_Assigned task:_
In the listing below, the lines starting with the line with "pub enum NoteStyle" and going on through the line with "grid, one frame" are to be reproduced exactly, and only those.

_Input:_
use std::{fmt, path::PathBuf, str::FromStr};

use serde::{Deserialize, Serialize};
use serde_json::{Map, Value};

/// Lifecycle of a note generation task.
///
/// ```text
/// PENDING -> PARSING -> DOWNLOADING -> TRANSCRIBING -> SUMMARIZING -> SAVING -> SUCCESS
///    any-state -> FAILED
/// ```
///
/// `Pending` is never written to disk; it is what a poll returns when no
/// status file exists yet.
#[derive(Debug, Clone, Copy, PartialEq, Eq, Hash, Serialize, Deserialize)]
#[serde(rename_all = "UPPERCASE")]
pub enum TaskStatus {
    Pending,
    Parsing,
    Downloading,
    Transcribing,
    Summarizing,
    Saving,
    Success,
    Failed,
}

impl TaskStatus {
    /// The order a successful run walks through
    pub const SUCCESS_CHAIN: [TaskStatus; 6] = [
        TaskStatus::Parsing,
        TaskStatus::Downloading,
        TaskStatus::Transcribing,
        TaskStatus::Summarizing,
        TaskStatus::Saving,
        TaskStatus::Success,
    ];

    pub fn as_str(&self) -> &'static str {
        match self {
            TaskStatus::Pending => "PENDING",
            TaskStatus::Parsing => "PARSING",
            TaskStatus::Downloading => "DOWNLOADING",
            TaskStatus::Transcribing => "TRANSCRIBING",
            TaskStatus::Summarizing => "SUMMARIZING",
            TaskStatus::Saving => "SAVING",
            TaskStatus::Success => "SUCCESS",
            TaskStatus::Failed => "FAILED",
        }
    }
}

impl fmt::Display for TaskStatus {
    fn fmt(&self, f: &mut fmt::Formatter<'_>) -> fmt::Result {
        f.write_str(self.as_str())
    }
}

/// On-disk shape of `{task_id}.status.json`
#[derive(Debug, Clone, PartialEq, Eq, Serialize, Deserialize)]
pub struct StatusRecord {
    pub status: TaskStatus,
    #[serde(default, skip_serializing_if = "Option::is_none")]
    pub message: Option<String>,
}

impl StatusRecord {
    pub fn pending() -> Self {
        Self {
            status: TaskStatus::Pending,
            message: None,
        }
    }
}

#[derive(Debug, Clone, Copy, Default, PartialEq, Eq, Serialize, Deserialize)]
#[serde(rename_all = "lowercase")]
pub enum DownloadQuality {
    Fast,
    #[default]
    Medium,
    Slow,
}

impl DownloadQuality {
    /// Target audio bitrate handed to the media source
    pub fn bitrate_kbps(&self) -> u32 {
        match self {
            DownloadQuality::Fast => 32,
            DownloadQuality::Medium => 64,
            DownloadQuality::Slow => 128,
        }
    }
}

impl FromStr for DownloadQuality {
    type Err = String;

    fn from_str(s: &str) -> Result<Self, Self::Err> {
        match s.to_ascii_lowercase().as_str() {
            "fast" => Ok(DownloadQuality::Fast),
            "medium" => Ok(DownloadQuality::Medium),
            "slow" => Ok(DownloadQuality::Slow),
            other => Err(format!("unknown download quality: {other}")),
        }
    }
}

/// Output toggles understood by the prompt builder and post-processing
#[derive(Debug, Clone, Copy, PartialEq, Eq, Hash, Serialize, Deserialize)]
#[serde(rename_all = "lowercase")]
pub enum NoteFormat {
    Toc,
    Link,
    Screenshot,
    Summary,
}

impl FromStr for NoteFormat {
    type Err = String;

    fn from_str(s: &str) -> Result<Self, Self::Err> {
        match s.to_ascii_lowercase().as_str() {
            "toc" => Ok(NoteFormat::Toc),
            "link" => Ok(NoteFormat::Link),
            "screenshot" => Ok(NoteFormat::Screenshot),
            "summary" => Ok(NoteFormat::Summary),
            other => Err(format!("unknown note format: {other}")),
        }
    }
}

#[derive(Debug, Clone, Copy, PartialEq, Eq, Hash, Serialize, Deserialize)]
#[serde(rename_all = "snake_case")]
pub enum NoteStyle {
    Minimal,
    Detailed,
    Academic,
    Tutorial,
    Xiaohongshu,
    LifeJournal,
    TaskOriented,
    Business,
    MeetingMinutes,
}

impl FromStr for NoteStyle {
    type Err = String;

    fn from_str(s: &str) -> Result<Self, Self::Err> {
        serde_json::from_value(Value::String(s.to_ascii_lowercase()))
            .map_err(|_| format!("unknown note style: {s}"))
    }
}

/// Frame-grid capture parameters: `cols x rows` frames per grid, one frame
/// every `interval_secs`, at most `max_frames` frames per video.
#[derive(Debug, Clone, Copy, PartialEq, Eq, Serialize, Deserialize)]
pub struct GridCapture {
    pub cols: u32,
    pub rows: u32,
    pub interval_secs: u32,
    #[serde(default = "GridCapture::default_max_frames")]
    pub max_frames: usize,
}

impl GridCapture {
    pub const DEFAULT_MAX_FRAMES: usize = 1000;

    fn default_max_frames() -> usize {
        Self::DEFAULT_MAX_FRAMES
    }

    /// Frames per grid, `None` when `cols * rows` overflows
    pub fn group_size(&self) -> Option<usize> {
        self.cols
            .checked_mul(self.rows)
            .and_then(|n| usize::try_from(n).ok())
    }
}

impl Default for GridCapture {
    fn default() -> Self {
        Self {
            cols: 3,
            rows: 3,
            interval_secs: 2,
            max_frames: Self::DEFAULT_MAX_FRAMES,
        }
    }
}

#[derive(Debug, Clone, Default, PartialEq, Serialize, Deserialize)]
pub struct OutputOptions {
    #[serde(default)]
    pub formats: Vec<NoteFormat>,
    #[serde(default)]
    pub style: Option<NoteStyle>,
    #[serde(default)]
    pub extras: Option<String>,
    #[serde(default)]
    pub video_understanding: bool,
    #[serde(default)]
    pub grid: Option<GridCapture>,
    /// Where the media source writes its artifacts; falls back to the pipeline data dir
    #[serde(default)]
    pub output_dir: Option<PathBuf>,
}

impl OutputOptions {
    pub fn wants(&self, format: NoteFormat) -> bool {
        self.formats.contains(&format)
    }

    /// A companion video file is needed for screenshots and for visual context
    pub fn needs_video(&self) -> bool {
        self.wants(NoteFormat::Screenshot) || self.video_understanding
    }
}

/// One note generation request, identified by a caller-supplied `task_id`
#[derive(Debug, Clone, PartialEq, Serialize, Deserialize)]
pub struct NoteRequest {
    pub task_id: String,
    pub video_url: String,
    pub platform: String,
    #[serde(default)]
    pub quality: DownloadQuality,
    pub provider_id: String,
    pub model_name: String,
    #[serde(default)]
    pub options: OutputOptions,
}

/// Media source output for a single video
#[derive(Debug, Clone, PartialEq, Serialize, Deserialize)]
pub struct AudioArtifact {
    pub file_path: PathBuf,
    pub title: String,
    pub duration: f64,
    pub cover_url: Option<String>,
    pub platform: String,
    pub video_id: String,
    pub raw_info: Map<String, Value>,
    #[serde(default)]
    pub video_path: Option<PathBuf>,
}

impl AudioArtifact {
    /// Renders the `tags` entry of the raw metadata as a comma separated list
    pub fn tags(&self) -> Option<String> {
        match self.raw_info.get("tags")? {
            Value::String(tags) => Some(tags.clone()),
            Value::Array(tags) => {
                let tags = tags
                    .iter()
                    .filter_map(|t| match t {
                        Value::String(s) => Some(s.clone()),
                        Value::Null => None,
                        other => Some(other.to_string()),
                    })
                    .collect::<Vec<_>>();
                (!tags.is_empty()).then(|| tags.join(", "))
            }
            _ => None,
        }
    }
}

#[derive(Debug, Clone, PartialEq, Serialize, Deserialize)]
pub struct TranscriptSegment {
    pub start: f64,
    pub end: f64,
    pub text: String,
}

#[derive(Debug, Clone, PartialEq, Serialize, Deserialize)]
pub struct TranscriptResult {
    pub language: Option<String>,
    pub full_text: String,
    pub segments: Vec<TranscriptSegment>,
    #[serde(default, skip_serializing_if = "Option::is_none")]
    pub raw: Option<Value>,
}

/// The externally visible output of a successful task
#[derive(Debug, Clone, PartialEq, Serialize, Deserialize)]
pub struct NoteResult {
    pub markdown: String,
    pub transcript: TranscriptResult,
    pub audio_meta: AudioArtifact,
    #[serde(default, skip_serializing_if = "Vec::is_empty")]
    pub warnings: Vec<crate::postprocess::PostProcessWarning>,
}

_Answer section:_
pub enum NoteStyle {
    Minimal,
    Detailed,
    Academic,
    Tutorial,
    Xiaohongshu,
    LifeJournal,
    TaskOriented,
    Business,
    MeetingMinutes,
}

impl FromStr for NoteStyle {
    type Err = String;

    fn from_str(s: &str) -> Result<Self, Self::Err> {
        serde_json::from_value(Value::String(s.to_ascii_lowercase()))
            .map_err(|_| format!("unknown note style: {s}"))
    }
}

/// Frame-grid capture parameters: `cols x rows` frames per grid, one frame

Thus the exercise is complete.